Registro da doação entre vivos (primeira parte)

(da série Registros sobre Registros, n. 328) 

                               Des. Ricardo Dip

 

1.066.           O item 33 do inciso I do art. 167 da Lei 6.015 indica o registro −stricto sensu− da doação, que ali se diz "doação entre vivos".

Este acréscimo «entre vivos» parece destinar-se a distinguir, de um lado, os testamentos, e, de outro, as doações, porque, em alguns ordenamentos jurídicos estão reunidos, sob um mesmo título, as doações e os testamentos. Doutrinariamente, no capítulo das liberalidades, podem mesmo reunir-se o testamento, o legado, o fideicomisso, as fundações, o dote e as doações (assim, p.ex., entendeu de o fazer Álvaro D'Ors).
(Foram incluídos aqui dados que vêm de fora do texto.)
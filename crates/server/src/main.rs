use std::net::SocketAddr;
use std::path::PathBuf;
use std::sync::Arc;

use anyhow::{Context, Result};
use tokio::signal;
use tracing::{error, info, warn};
use tracing_subscriber::{layer::SubscriberExt, util::SubscriberInitExt};

use webpit_core::{
    load_config, load_config_from_env, validate_config, CommandToolkit, ConversionOrchestrator,
    ConversionStore, JsonFileStore, MediaToolkit,
};
use webpit_server::{api::create_router, state::AppState};

/// Application version
const VERSION: &str = env!("CARGO_PKG_VERSION");

#[tokio::main]
async fn main() {
    if let Err(e) = run().await {
        error!("Fatal error: {:#}", e);
        std::process::exit(1);
    }
}

async fn run() -> Result<()> {
    // Initialize logging
    tracing_subscriber::registry()
        .with(
            tracing_subscriber::EnvFilter::try_from_default_env()
                .unwrap_or_else(|_| "info,tower_http=debug".into()),
        )
        .with(tracing_subscriber::fmt::layer())
        .init();

    info!(version = VERSION, "Starting webpit");

    // Determine config path
    let config_path = std::env::var("WEBPIT_CONFIG")
        .map(PathBuf::from)
        .unwrap_or_else(|_| PathBuf::from("config.toml"));

    // Load configuration; without a file, defaults plus environment
    let config = if config_path.exists() {
        info!("Loading configuration from {:?}", config_path);
        load_config(&config_path)
            .with_context(|| format!("Failed to load config from {:?}", config_path))?
    } else {
        info!(
            "No config file at {:?}, using defaults and environment",
            config_path
        );
        load_config_from_env().context("Failed to load config from environment")?
    };

    // Validate configuration
    validate_config(&config).context("Configuration validation failed")?;

    info!("Configuration loaded successfully");
    info!("Storage root: {:?}", config.storage.root);

    // External tools
    let toolkit = CommandToolkit::new(config.tools.clone());
    if let Err(e) = toolkit.validate().await {
        warn!(error = %e, "Conversion tools unavailable, conversions will fail");
    }
    let toolkit: Arc<dyn MediaToolkit> = Arc::new(toolkit);

    // Document store
    let store: Arc<dyn ConversionStore> = Arc::new(JsonFileStore::new(config.storage.data_dir()));
    info!("Document store at {:?}", config.storage.data_dir());

    // Orchestrator
    let orchestrator = ConversionOrchestrator::new(
        config.orchestrator.clone(),
        config.storage.files_dir(),
        store,
        toolkit,
    );
    orchestrator.start().await;
    info!("Conversion orchestrator started");

    // Create app state
    let state = Arc::new(AppState::new(config.clone(), orchestrator.clone()));

    // Create router
    let app = create_router(state);

    // Start server
    let addr = SocketAddr::new(config.server.host, config.server.port);
    info!("Starting server on {}", addr);

    let listener = tokio::net::TcpListener::bind(addr)
        .await
        .with_context(|| format!("Failed to bind to {}", addr))?;

    // Run server with graceful shutdown
    axum::serve(
        listener,
        app.into_make_service_with_connect_info::<SocketAddr>(),
    )
    .with_graceful_shutdown(shutdown_signal())
    .await
    .context("Server error")?;

    info!("Server shutting down...");
    orchestrator.stop().await;
    info!("Orchestrator stopped");

    Ok(())
}

/// Wait for shutdown signal (Ctrl+C or SIGTERM)
async fn shutdown_signal() {
    let ctrl_c = async {
        if let Err(e) = signal::ctrl_c().await {
            error!("Failed to listen for Ctrl+C: {}", e);
            std::future::pending::<()>().await;
        }
    };

    #[cfg(unix)]
    let terminate = async {
        match signal::unix::signal(signal::unix::SignalKind::terminate()) {
            Ok(mut sigterm) => {
                sigterm.recv().await;
            }
            Err(e) => {
                error!("Failed to install SIGTERM handler: {}", e);
                std::future::pending::<()>().await;
            }
        }
    };

    #[cfg(not(unix))]
    let terminate = std::future::pending::<()>();

    tokio::select! {
        _ = ctrl_c => {},
        _ = terminate => {},
    }
}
Lê-se, a propósito, em Raoul de la Grasserie, que, numa primeira vista, causa seu tanto de assombro esta reunião de ambos os institutos (doação e testamento), que só teriam em comum o traço de serem uma transferência por título não oneroso, distinguindo-se, contudo, em que a doação se realiza na vida mesma do doador, e, de comum, tem por objeto material coisas singulares, ao passo em que o testamento apenas se efetivará com a morte do transferente e tem por objeto, muitas vezes, uma fração mais extensa de sua patrimônio.
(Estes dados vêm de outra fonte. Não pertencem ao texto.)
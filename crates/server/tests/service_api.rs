//! API tests for the service endpoints: health, status and metrics.

mod common;

use axum::http::StatusCode;
use webpit_core::{ConversionStatus, OrchestratorConfig};

use common::{fixtures, TestFixture};

#[tokio::test]
async fn test_health_endpoint() {
    let fixture = TestFixture::new().await;
    let response = fixture.get("/health").await;

    assert_status!(response, StatusCode::OK);
    assert_eq!(response.body["status"], "ok");
}

#[tokio::test]
async fn test_unknown_route_is_not_found() {
    let fixture = TestFixture::new().await;
    let response = fixture.get("/nope").await;
    assert_eq!(response.status, StatusCode::NOT_FOUND);
}

#[tokio::test]
async fn test_status_reports_limits() {
    let fixture = TestFixture::with_config(
        OrchestratorConfig {
            max_files: 4,
            max_size_mb: 2,
            ..Default::default()
        }
        .with_max_conversions(3),
    )
    .await;

    let response = fixture.get("/status").await;

    assert_status!(response, StatusCode::OK);
    assert_eq!(response.body["running"], false);
    assert_eq!(response.body["accepts_uploads"], true);
    assert!(response.body["disk_free_bytes"].is_null());
    assert_eq!(response.body["limits"]["max_files"], 4);
    assert_eq!(response.body["limits"]["max_size_bytes"], 2 * 1024 * 1024);
    assert_eq!(response.body["limits"]["max_conversions"], 3);
    assert_eq!(response.body["conversions"]["queued"], 0);
}

#[tokio::test]
async fn test_status_counts_records() {
    let fixture = TestFixture::new().await;

    fixture
        .upload(&[
            ("files", fixtures::jpeg_bytes()),
            ("files", fixtures::zip_bytes()),
        ])
        .await;
    let response = fixture.get("/status").await;
    assert_eq!(response.body["registered"], 2);

    // Drive both to a terminal state
    let start = std::time::Instant::now();
    loop {
        fixture.tick();
        let snapshot = fixture.orchestrator.status();
        if snapshot.completed == 1 && snapshot.failed == 1 {
            break;
        }
        assert!(
            start.elapsed() < std::time::Duration::from_secs(5),
            "conversions did not finish"
        );
        tokio::time::sleep(std::time::Duration::from_millis(20)).await;
    }

    let response = fixture.get("/status").await;
    assert_eq!(response.body["conversions"]["completed"], 1);
    assert_eq!(response.body["conversions"]["failed"], 1);
    assert_eq!(response.body["converting_images"], 0);
    assert_eq!(
        fixture.orchestrator.status().get(ConversionStatus::Queued),
        0
    );
}

#[tokio::test]
async fn test_status_reflects_disk_sample() {
    let fixture = TestFixture::new().await;
    fixture.toolkit.set_free_space(Some(1024)).await;
    fixture.orchestrator.sample_disk().await;

    let response = fixture.get("/status").await;

    assert_eq!(response.body["disk_free_bytes"], 1024);
    assert_eq!(response.body["accepts_uploads"], false);
}

#[tokio::test]
async fn test_metrics_endpoint() {
    let fixture = TestFixture::new().await;

    // Generate some traffic first
    fixture.get("/health").await;
    fixture.converted_upload().await;

    let response = fixture.get("/metrics").await;

    assert_eq!(response.status, StatusCode::OK);
    let content_type = response
        .headers
        .get("content-type")
        .and_then(|v| v.to_str().ok())
        .unwrap_or_default();
    assert!(content_type.starts_with("text/plain"));

    let text = String::from_utf8(response.bytes.to_vec()).unwrap();
    assert!(text.contains("webpit_http_requests_total"));
    assert!(text.contains("webpit_conversions_total"));
    assert!(text.contains("webpit_orchestrator_running"));
    assert!(text.contains("webpit_conversions_registered"));
}
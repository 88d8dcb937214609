//! Input sources and writing them to disk.

use std::fmt;
use std::path::Path;
use tokio::fs::File;
use tokio::io::{AsyncRead, AsyncReadExt, AsyncWriteExt};
use tracing::debug;

use super::error::ConversionError;
use super::types::InputKind;

/// Where the bytes of a conversion come from.
pub enum InputSource {
    /// A readable byte stream, typically a multipart upload.
    Stream(Box<dyn AsyncRead + Send + Unpin>),
    /// Bytes already in memory.
    Content(Vec<u8>),
    /// An http(s) URL to download.
    Url(String),
}

impl InputSource {
    pub fn stream<R>(reader: R) -> Self
    where
        R: AsyncRead + Send + Unpin + 'static,
    {
        Self::Stream(Box::new(reader))
    }

    pub fn kind(&self) -> InputKind {
        match self {
            Self::Stream(_) => InputKind::Stream,
            Self::Content(_) => InputKind::Content,
            Self::Url(_) => InputKind::Url,
        }
    }
}

impl fmt::Debug for InputSource {
    fn fmt(&self, f: &mut fmt::Formatter<'_>) -> fmt::Result {
        match self {
            Self::Stream(_) => f.write_str("Stream(..)"),
            Self::Content(bytes) => write!(f, "Content({} bytes)", bytes.len()),
            Self::Url(url) => f.debug_tuple("Url").field(url).finish(),
        }
    }
}

/// Writes the source to `path`, returning the number of bytes stored.
///
/// Inputs larger than `max_size` are rejected and any partial file removed.
pub(crate) async fn write_input(
    path: &Path,
    source: InputSource,
    max_size: u64,
    http: &reqwest::Client,
) -> Result<u64, ConversionError> {
    if let Some(parent) = path.parent() {
        tokio::fs::create_dir_all(parent).await?;
    }

    let result = match source {
        InputSource::Content(bytes) => write_content(path, &bytes, max_size).await,
        InputSource::Stream(reader) => write_stream(path, reader, max_size).await,
        InputSource::Url(url) => write_url(path, &url, max_size, http).await,
    };

    if result.is_err() {
        let _ = tokio::fs::remove_file(path).await;
    }
    result
}

async fn write_content(path: &Path, bytes: &[u8], max_size: u64) -> Result<u64, ConversionError> {
    let len = bytes.len() as u64;
    if len > max_size {
        return Err(ConversionError::InputTooLarge { limit: max_size });
    }
    tokio::fs::write(path, bytes).await?;
    Ok(len)
}

async fn write_stream(
    path: &Path,
    reader: Box<dyn AsyncRead + Send + Unpin>,
    max_size: u64,
) -> Result<u64, ConversionError> {
    let mut file = File::create(path).await?;
    // One extra byte tells an exact-limit input apart from an oversized one.
    let mut limited = reader.take(max_size.saturating_add(1));
    let written = tokio::io::copy(&mut limited, &mut file).await?;
    file.flush().await?;

    if written > max_size {
        return Err(ConversionError::InputTooLarge { limit: max_size });
    }
    Ok(written)
}

async fn write_url(
    path: &Path,
    url: &str,
    max_size: u64,
    http: &reqwest::Client,
) -> Result<u64, ConversionError> {
    let fetch_failed = |reason: String| ConversionError::FetchFailed {
        url: url.to_string(),
        reason,
    };

    let lower = url.to_ascii_lowercase();
    if !lower.starts_with("http://") && !lower.starts_with("https://") {
        return Err(fetch_failed("only http and https URLs are supported".to_string()));
    }

    debug!(url = %url, "Fetching input");
    let mut response = http
        .get(url)
        .send()
        .await
        .and_then(|r| r.error_for_status())
        .map_err(|e| fetch_failed(e.to_string()))?;

    if response.content_length().is_some_and(|len| len > max_size) {
        return Err(ConversionError::InputTooLarge { limit: max_size });
    }

    let mut file = File::create(path).await?;
    let mut written: u64 = 0;
    while let Some(chunk) = response
        .chunk()
        .await
        .map_err(|e| fetch_failed(e.to_string()))?
    {
        written += chunk.len() as u64;
        if written > max_size {
            return Err(ConversionError::InputTooLarge { limit: max_size });
        }
        file.write_all(&chunk).await?;
    }
    file.flush().await?;
    Ok(written)
}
Todavia, diz de la Grasserie, a reunião dos institutos justifica-se porque a doação "não é mais do que a excrescência do testamento, sua modificação quanto às causas e aos efeitos" (in Principios sociológicos del derecho civil, versão castelhana, Madri, 1908, p. 213).
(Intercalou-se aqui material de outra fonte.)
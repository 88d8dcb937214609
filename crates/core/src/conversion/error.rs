//! Error types for conversion operations.

use std::path::PathBuf;
use thiserror::Error;

use super::types::ConversionStatus;
use crate::process::ProcessError;
use crate::store::StoreError;

/// Errors that can occur while driving a conversion.
#[derive(Debug, Error)]
pub enum ConversionError {
    /// `convert` was called before the input finished storing.
    #[error("conversion {id} has no input yet")]
    InputPending { id: String },

    /// `convert` was called on a record already past `queued`.
    #[error("conversion {id} already converted (status: {status})")]
    AlreadyConverted { id: String, status: ConversionStatus },

    /// `set_input` was called on a record that is no longer pending.
    #[error("cannot set input on conversion {id} in status {status}")]
    InvalidState { id: String, status: ConversionStatus },

    /// The sniffed mime type is neither `image/*` nor `video/*`.
    #[error("unsupported format: {mime}")]
    UnsupportedFormat { mime: String },

    /// An external tool failed, timed out or was missing.
    #[error("process failed: {0}")]
    ProcessFailed(#[from] ProcessError),

    #[error("conversion not found: {0}")]
    NotFound(String),

    /// The document exists but is empty or mid-write.
    #[error("conversion {0} is still being written")]
    Processing(String),

    #[error("persistence failed: {0}")]
    PersistenceFailed(#[source] StoreError),

    /// Writing the input bytes to disk failed.
    #[error("failed to write content: {0}")]
    ContentWriteFailed(#[from] std::io::Error),

    #[error("input exceeds the {limit} byte limit")]
    InputTooLarge { limit: u64 },

    #[error("failed to fetch {url}: {reason}")]
    FetchFailed { url: String, reason: String },

    /// Removing a file during delete failed for a reason other than absence.
    #[error("failed to remove {}: {source}", .path.display())]
    CleanupFailed {
        path: PathBuf,
        #[source]
        source: std::io::Error,
    },
}

impl ConversionError {
    /// Exit code of the failing tool, if this error came from one.
    pub fn exit_code(&self) -> Option<i32> {
        match self {
            Self::ProcessFailed(e) => e.exit_code(),
            _ => None,
        }
    }

    /// Short machine-readable label, used for metrics and API error codes.
    pub fn kind(&self) -> &'static str {
        match self {
            Self::InputPending { .. } => "input_pending",
            Self::AlreadyConverted { .. } => "already_converted",
            Self::InvalidState { .. } => "invalid_state",
            Self::UnsupportedFormat { .. } => "unsupported_format",
            Self::ProcessFailed(ProcessError::Timeout { .. }) => "timeout",
            Self::ProcessFailed(_) => "process_failed",
            Self::NotFound(_) => "not_found",
            Self::Processing(_) => "processing",
            Self::PersistenceFailed(_) => "persistence_failed",
            Self::ContentWriteFailed(_) => "content_write_failed",
            Self::InputTooLarge { .. } => "input_too_large",
            Self::FetchFailed { .. } => "fetch_failed",
            Self::CleanupFailed { .. } => "cleanup_failed",
        }
    }
}

impl From<StoreError> for ConversionError {
    fn from(err: StoreError) -> Self {
        match err {
            StoreError::NotFound(id) => Self::NotFound(id),
            StoreError::Processing(id) => Self::Processing(id),
            other => Self::PersistenceFailed(other),
        }
    }
}
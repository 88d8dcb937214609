use std::path::PathBuf;
use thiserror::Error;

#[derive(Debug, Error)]
pub enum StoreError {
    #[error("conversion not found: {0}")]
    NotFound(String),

    /// The document exists but is empty or not yet parseable.
    #[error("conversion {0} is still being written")]
    Processing(String),

    #[error("I/O error on {}: {source}", .path.display())]
    Io {
        path: PathBuf,
        #[source]
        source: std::io::Error,
    },

    #[error("serialization error for {id}: {source}")]
    Serialization {
        id: String,
        #[source]
        source: serde_json::Error,
    },
}
use axum::{
    extract::DefaultBodyLimit,
    middleware,
    routing::{delete, get, post},
    Router,
};
use std::sync::Arc;
use tower::limit::ConcurrencyLimitLayer;
use tower_http::{cors::CorsLayer, trace::TraceLayer};

use super::{conversions, handlers, middleware as api_middleware};
use crate::state::AppState;

/// Multipart framing and base64 inflation on top of the raw file sizes.
const BODY_OVERHEAD_BYTES: usize = 1024 * 1024;

pub fn create_router(state: Arc<AppState>) -> Router {
    let body_limit = body_limit(&state);
    let concurrency = state.config().server.concurrency.max(1);

    Router::new()
        // Conversions
        .route("/convert", post(conversions::convert))
        .route("/query", get(conversions::query))
        .route("/download", get(conversions::download))
        .route("/conversions/{id}", delete(conversions::delete_conversion))
        // Service
        .route("/status", get(handlers::status))
        .route("/health", get(handlers::health))
        .route("/metrics", get(handlers::metrics))
        .with_state(state)
        .layer(DefaultBodyLimit::max(body_limit))
        .layer(middleware::from_fn(api_middleware::powered_by))
        .layer(middleware::from_fn(api_middleware::metrics_middleware))
        .layer(CorsLayer::permissive())
        .layer(TraceLayer::new_for_http())
        .layer(ConcurrencyLimitLayer::new(concurrency))
}

/// Largest accepted request body: every file at the size cap, base64 encoded.
fn body_limit(state: &AppState) -> usize {
    let orchestrator = state.orchestrator();
    let max_size = usize::try_from(orchestrator.max_size()).unwrap_or(usize::MAX);
    max_size
        .saturating_mul(orchestrator.max_files())
        .saturating_mul(4)
        / 3
        + BODY_OVERHEAD_BYTES
}
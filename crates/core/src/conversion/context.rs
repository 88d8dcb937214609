//! Shared dependencies every conversion handle works against.

use chrono::Duration;
use std::fmt;
use std::path::{Path, PathBuf};
use std::sync::atomic::{AtomicUsize, Ordering};
use std::sync::Arc;

use crate::converter::{MediaKind, MediaToolkit, OutputOptions};
use crate::metrics;
use crate::store::ConversionStore;

/// Settings captured when the context is built.
#[derive(Debug, Clone)]
pub struct ConversionSettings {
    /// Where inputs and outputs live.
    pub files_dir: PathBuf,
    /// Lifetime of a terminal record.
    pub ttl: Duration,
    /// Upper bound on stored input bytes.
    pub max_size: u64,
    /// Options snapshotted onto each new record.
    pub output_options: OutputOptions,
    /// Timeout for fetching URL inputs.
    pub fetch_timeout: std::time::Duration,
}

/// Store, toolkit and counters shared by all handles of one orchestrator.
pub struct ConversionContext {
    settings: ConversionSettings,
    store: Arc<dyn ConversionStore>,
    toolkit: Arc<dyn MediaToolkit>,
    in_flight: InFlight,
    http: reqwest::Client,
}

impl ConversionContext {
    pub fn new(
        settings: ConversionSettings,
        store: Arc<dyn ConversionStore>,
        toolkit: Arc<dyn MediaToolkit>,
    ) -> Self {
        let http = reqwest::Client::builder()
            .connect_timeout(std::time::Duration::from_secs(10))
            .timeout(settings.fetch_timeout)
            .build()
            .unwrap_or_default();

        Self {
            settings,
            store,
            toolkit,
            in_flight: InFlight::default(),
            http,
        }
    }

    pub fn settings(&self) -> &ConversionSettings {
        &self.settings
    }

    pub fn store(&self) -> &Arc<dyn ConversionStore> {
        &self.store
    }

    pub fn toolkit(&self) -> &Arc<dyn MediaToolkit> {
        &self.toolkit
    }

    pub fn in_flight(&self) -> &InFlight {
        &self.in_flight
    }

    pub(crate) fn http(&self) -> &reqwest::Client {
        &self.http
    }

    /// Where the WebP output of a record is written.
    pub fn output_path(&self, id: &str) -> PathBuf {
        self.settings.files_dir.join(format!("{}.webp", id))
    }

    pub fn files_dir(&self) -> &Path {
        &self.settings.files_dir
    }
}

impl fmt::Debug for ConversionContext {
    fn fmt(&self, f: &mut fmt::Formatter<'_>) -> fmt::Result {
        f.debug_struct("ConversionContext")
            .field("settings", &self.settings)
            .field("toolkit", &self.toolkit.name())
            .field("in_flight", &self.in_flight)
            .finish()
    }
}

/// Number of encoders currently running, per media kind.
#[derive(Debug, Default)]
pub struct InFlight {
    images: AtomicUsize,
    videos: AtomicUsize,
}

impl InFlight {
    fn counter(&self, kind: MediaKind) -> &AtomicUsize {
        match kind {
            MediaKind::Image => &self.images,
            MediaKind::Video => &self.videos,
        }
    }

    /// Counts one running encoder until the guard is dropped.
    pub fn enter(&self, kind: MediaKind) -> InFlightGuard<'_> {
        self.counter(kind).fetch_add(1, Ordering::SeqCst);
        metrics::CONVERSIONS_IN_FLIGHT
            .with_label_values(&[kind.as_str()])
            .inc();
        InFlightGuard {
            counter: self.counter(kind),
            kind,
        }
    }

    pub fn get(&self, kind: MediaKind) -> usize {
        self.counter(kind).load(Ordering::SeqCst)
    }

    pub fn images(&self) -> usize {
        self.get(MediaKind::Image)
    }

    pub fn videos(&self) -> usize {
        self.get(MediaKind::Video)
    }
}

/// Releases an in-flight slot when dropped.
pub struct InFlightGuard<'a> {
    counter: &'a AtomicUsize,
    kind: MediaKind,
}

impl Drop for InFlightGuard<'_> {
    fn drop(&mut self) {
        self.counter.fetch_sub(1, Ordering::SeqCst);
        metrics::CONVERSIONS_IN_FLIGHT
            .with_label_values(&[self.kind.as_str()])
            .dec();
    }
}

#[cfg(test)]
mod tests {
    use super::*;

    #[test]
    fn test_in_flight_guard_releases() {
        let in_flight = InFlight::default();
        {
            let _a = in_flight.enter(MediaKind::Image);
            let _b = in_flight.enter(MediaKind::Image);
            let _c = in_flight.enter(MediaKind::Video);
            assert_eq!(in_flight.images(), 2);
            assert_eq!(in_flight.videos(), 1);
        }
        assert_eq!(in_flight.images(), 0);
        assert_eq!(in_flight.videos(), 0);
    }
}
Caberia ainda indicar uma aproximação mais clara entre esses dois institutos, quando se pensa na doação mortis causa, ou seja, a sucessão pactícia que se previa no art. 314 do Código civil brasileiro de 1916 (preceito que não se manteve com o Código de 2002). Dispunha esse art. 314: "As doações estipuladas nos contratos antenupciais, para depois da morte do doador, aproveitarão aos filhos do donatário, ainda que este faleça antes daquele". Trata-se aí, disse Clóvis Beviláqua, "de uma doação para depois da morte do doador, uma verdadeira instituição contratual de herdeiros, que não se coaduna bem com o sistema jurídico de ritualidades rigorosas para os testamentos" (in Código civil dos Estados Unidos do Brasil, observação n. 2 ao art. 314). Formou-se um consenso doutrinário no sentido de que essa doação causa mortis se regia pelas normas referentes à doação e não pelo direito sucessório (assim, Cândido de Oliveira, Espínola, Pontes de Miranda e Agostinho Alvim, este último que se reporta aos demais em Da doação, São Paulo, 1980, p. 129, item 21).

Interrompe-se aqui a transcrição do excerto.